Did any early societies have a sense of fitness or health? Again, the Ancient Greeks came to mind but this is why I’m ultimately asking. Of course they didn’t have the equipment we have, but how did they come to know that someone could have abs like that if there was no sense of health and fitness like today?
Lastly, the whole figuring out your weight properly question was answered already so I don’t need to rephrase that.
I think that you would find that in the western world slenderness as a standard of beauty became more common once we began to wear less clothing which began somewhere around the 1920’s and progressed in a more or less steady rate through the re-introduction of the bikini in 1946, well into the 60’s and continuing through the present (Although if you go into Walmart you can see many who are not slaves to fashion).
While a plumpness was once considered a sign of health and wealth and clothing helped hide the bulges and bumps, once beach wear was skimpy enough to expose the occasional love handle, people both male and female began to work harder at not having them.
@ScottyMcGeester: “By fat shaming I mean looking down not merely on obese people but just people even slightly overweight, having this anxiety to lose belly fat and look a certain way. (Anxiety over having big thighs and pleasing guys to have a “thigh gap”, etc, etc)”

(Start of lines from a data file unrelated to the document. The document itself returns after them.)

//! Layout-to-score comparison service.
//!
//! Embeds both sides scene by scene and hands the descriptors to the pure
//! aggregator. Each scene is embedded completely before it is compared, so
//! a scene result is never built from a partial set of cells. Cancellation
//! is checked between scenes and discards everything computed so far.

use std::sync::Arc;

use scenegate_core::aggregate::{compare_embeddings, ComparisonResult, SceneCountMismatch};
use scenegate_core::grid::{SceneDescriptor, SceneLayout};
use scenegate_core::report::ComparisonReport;
use scenegate_db::{LayoutOwner, LayoutStore, StoreError};
use serde::Serialize;
use tokio_util::sync::CancellationToken;

use crate::error::PipelineError;
use crate::resilient::ResilientEmbedder;

/// A comparison together with its human-readable report.
#[derive(Debug, Clone, Serialize)]
#[serde(rename_all = "camelCase")]
pub struct ComparisonOutcome {
    pub result: ComparisonResult,
    pub report: ComparisonReport,
    /// Cells embedded with the fallback vector instead of the provider.
    pub fallback_blocks: usize,
}

impl ComparisonOutcome {
    fn new(result: ComparisonResult, fallback_blocks: usize) -> Self {
        let report = ComparisonReport::from_result(&result);
        Self {
            result,
            report,
            fallback_blocks,
        }
    }
}

#[derive(Clone)]
pub struct ComparisonService {
    embedder: ResilientEmbedder,
    layouts: Arc<dyn LayoutStore>,
    fallback_score: f64,
}

impl ComparisonService {
    pub fn new(embedder: ResilientEmbedder, layouts: Arc<dyn LayoutStore>, fallback_score: f64) -> Self {
        Self {
            embedder,
            layouts,
            fallback_score,
        }
    }

    pub fn fallback_score(&self) -> f64 {
        self.fallback_score
    }

    /// Compare two explicit layout lists.
    pub async fn compare_layouts(
        &self,
        template: &[SceneLayout],
        submitted: &[SceneLayout],
        cancel: &CancellationToken,
    ) -> Result<ComparisonOutcome, PipelineError> {
        if template.len() != submitted.len() {
            tracing::warn!(
                template_scenes = template.len(),
                user_scenes = submitted.len(),
                "Scene count mismatch, scoring only the aligned prefix"
            );
        }

        // Scenes past the shorter side are never scored, so skip embedding them.
        let aligned = template.len().min(submitted.len());
        let mut template_scenes: Vec<SceneDescriptor> = Vec::with_capacity(aligned);
        let mut user_scenes: Vec<SceneDescriptor> = Vec::with_capacity(aligned);
        let mut fallback_blocks = 0;

        for (index, (t, s)) in template.iter().zip(submitted).enumerate() {
            let (t_scene, s_scene) = tokio::select! {
                biased;
                _ = cancel.cancelled() => return Err(PipelineError::Cancelled),
                pair = async {
                    tokio::join!(self.embedder.embed_layout(t), self.embedder.embed_layout(s))
                } => pair,
            };

            fallback_blocks += t_scene.fallback_blocks + s_scene.fallback_blocks;
            tracing::debug!(scene_index = index, "Scene embedded");
            template_scenes.push(t_scene.descriptor);
            user_scenes.push(s_scene.descriptor);
        }

        if cancel.is_cancelled() {
            return Err(PipelineError::Cancelled);
        }

        let mut result = compare_embeddings(&template_scenes, &user_scenes);
        // Report the original counts, not the embedded prefix.
        if template.len() != submitted.len() {
            result.scene_count_mismatch = Some(SceneCountMismatch {
                template_scenes: template.len(),
                user_scenes: submitted.len(),
            });
        }
        if fallback_blocks > 0 {
            tracing::warn!(fallback_blocks, "Comparison used fallback vectors");
            result.degraded = true;
        }

        for scene in &result.scene_comparisons {
            for diag in &scene.diagnostics {
                tracing::debug!(
                    scene_index = scene.scene_index,
                    block = %diag.block,
                    issue = ?diag.issue,
                    "Block not scored"
                );
            }
        }

        Ok(ComparisonOutcome::new(result, fallback_blocks))
    }

    /// Compare the stored layouts of a template and a submitted video.
    ///
    /// Missing layouts are a `NotFound`. Any other store failure degrades to
    /// a low-confidence result instead of an error.
    pub async fn compare_stored(
        &self,
        template_id: &str,
        video_id: &str,
        cancel: &CancellationToken,
    ) -> Result<ComparisonOutcome, PipelineError> {
        let template = self.load(LayoutOwner::Template, template_id).await;
        let video = self.load(LayoutOwner::Video, video_id).await;

        match (template, video) {
            (Ok(Some(t)), Ok(Some(v))) => self.compare_layouts(&t, &v, cancel).await,
            (Ok(None), _) => Err(PipelineError::not_found("TemplateLayout", template_id)),
            (_, Ok(None)) => Err(PipelineError::not_found("VideoLayout", video_id)),
            (Err(err), _) | (_, Err(err)) => {
                tracing::warn!(
                    error = %err,
                    template_id,
                    video_id,
                    "Layout store unavailable, returning low-confidence result"
                );
                Ok(self.low_confidence(0, 0))
            }
        }
    }

    /// The documented fallback result for a failed comparison.
    pub fn low_confidence(&self, template_count: usize, user_count: usize) -> ComparisonOutcome {
        ComparisonOutcome::new(
            ComparisonResult::low_confidence(template_count, user_count, self.fallback_score),
            0,
        )
    }

    async fn load(&self, owner: LayoutOwner, id: &str) -> Result<Option<Vec<SceneLayout>>, StoreError> {
        self.layouts.get_layouts(owner, id).await
    }
}

#[cfg(test)]
mod tests {
    use assert_matches::assert_matches;
    use scenegate_db::MemoryStore;

    use super::*;
    use crate::test_support::{embedder, uniform};

    fn service(store: Arc<MemoryStore>) -> ComparisonService {
        ComparisonService::new(embedder(), store, 0.1)
    }

    // -- compare_layouts -----------------------------------------------------

    #[tokio::test]
    async fn identical_layouts_score_one() {
        let svc = service(Arc::new(MemoryStore::new()));
        let scenes = vec![uniform("red"), uniform("green")];
        let outcome = svc
            .compare_layouts(&scenes, &scenes, &CancellationToken::new())
            .await
            .unwrap();
        assert!((outcome.result.overall_score - 1.0).abs() < 1e-9);
        assert!(!outcome.result.degraded);
        assert_eq!(outcome.fallback_blocks, 0);
    }

    #[tokio::test]
    async fn opposite_layouts_score_zero_and_orthogonal_half() {
        let svc = service(Arc::new(MemoryStore::new()));
        let cancel = CancellationToken::new();

        let opposite = svc
            .compare_layouts(&[uniform("red")], &[uniform("-red")], &cancel)
            .await
            .unwrap();
        assert!(opposite.result.overall_score.abs() < 1e-9);

        let orthogonal = svc
            .compare_layouts(&[uniform("red")], &[uniform("blue")], &cancel)
            .await
            .unwrap();
        assert!((orthogonal.result.overall_score - 0.5).abs() < 1e-9);
    }

    #[tokio::test]
    async fn mismatched_scene_counts_keep_original_totals() {
        let svc = service(Arc::new(MemoryStore::new()));
        let template = vec![uniform("red"); 3];
        let user = vec![uniform("red"); 5];
        let outcome = svc
            .compare_layouts(&template, &user, &CancellationToken::new())
            .await
            .unwrap();
        assert_eq!(outcome.result.scene_count(), 3);
        let mismatch = outcome.result.scene_count_mismatch.unwrap();
        assert_eq!((mismatch.template_scenes, mismatch.user_scenes), (3, 5));
    }

    #[tokio::test]
    async fn provider_failure_marks_result_degraded() {
        let svc = service(Arc::new(MemoryStore::new()));
        let outcome = svc
            .compare_layouts(&[uniform("mystery")], &[uniform("mystery")], &CancellationToken::new())
            .await
            .unwrap();
        assert!(outcome.result.degraded);
        assert_eq!(outcome.fallback_blocks, 18);
        // Same text yields the same fallback vector on both sides.
        assert!((outcome.result.overall_score - 1.0).abs() < 1e-6);
    }

    #[tokio::test]
    async fn cancelled_comparison_returns_nothing() {
        let svc = service(Arc::new(MemoryStore::new()));
        let cancel = CancellationToken::new();
        cancel.cancel();
        let result = svc
            .compare_layouts(&[uniform("red")], &[uniform("red")], &cancel)
            .await;
        assert_matches!(result, Err(PipelineError::Cancelled));
    }

    // -- compare_stored ------------------------------------------------------

    #[tokio::test]
    async fn stored_layouts_are_compared() {
        let store = Arc::new(MemoryStore::new());
        store
            .put_layouts(LayoutOwner::Template, "t1", &[uniform("red")])
            .await
            .unwrap();
        store
            .put_layouts(LayoutOwner::Video, "v1", &[uniform("red")])
            .await
            .unwrap();

        let outcome = service(store)
            .compare_stored("t1", "v1", &CancellationToken::new())
            .await
            .unwrap();
        assert!((outcome.result.overall_score - 1.0).abs() < 1e-9);
    }

    #[tokio::test]
    async fn missing_stored_layout_is_not_found() {
        let svc = service(Arc::new(MemoryStore::new()));
        let result = svc
            .compare_stored("t1", "v1", &CancellationToken::new())
            .await;
        assert_matches!(
            result,
            Err(PipelineError::Core(scenegate_core::error::CoreError::NotFound { .. }))
        );
    }

    #[test]
    fn low_confidence_uses_configured_score() {
        let svc = service(Arc::new(MemoryStore::new()));
        let outcome = svc.low_confidence(2, 2);
        assert!(outcome.result.degraded);
        assert_eq!(outcome.result.overall_score, 0.1);
        assert_eq!(outcome.result.scene_count(), 2);
    }
}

I’m still confused. How is experiencing anxiety to lose belly fat and look a certain way related to this? Who is doing the shaming and who is the shamed in this scenario? Is this is systemic problem with the world, the U.S., or certain socioeconomic classes?
Does this differ from any other anxieties individuals may feel to be taller, shorter, stronger, richer, less anxious, more social, smarter, less hairy, more hairy, less pale, more pale, etc?
@ScottyMcGeester: “Anxiety over having big thighs and pleasing guys to have a “thigh gap”, etc, etc”
Anxiety to have thigh gap is proportional to the desire one feels to appeal to those who desire thigh gap.
What are we talking about? Are we talking about capitalism? Are we discussing a food and marketing industry that is designed to co-opt our evolutionary desires for sugar and fat, playing the supplier in our addiction to food. Or are we discussing the same capitalist system that has spawned opportunistic remedies (that don’t work) to these addiction problems?
Or is “fat shaming” simply a term used to describe – in a loose way – a common beauty standard among a certain group of people in a culture?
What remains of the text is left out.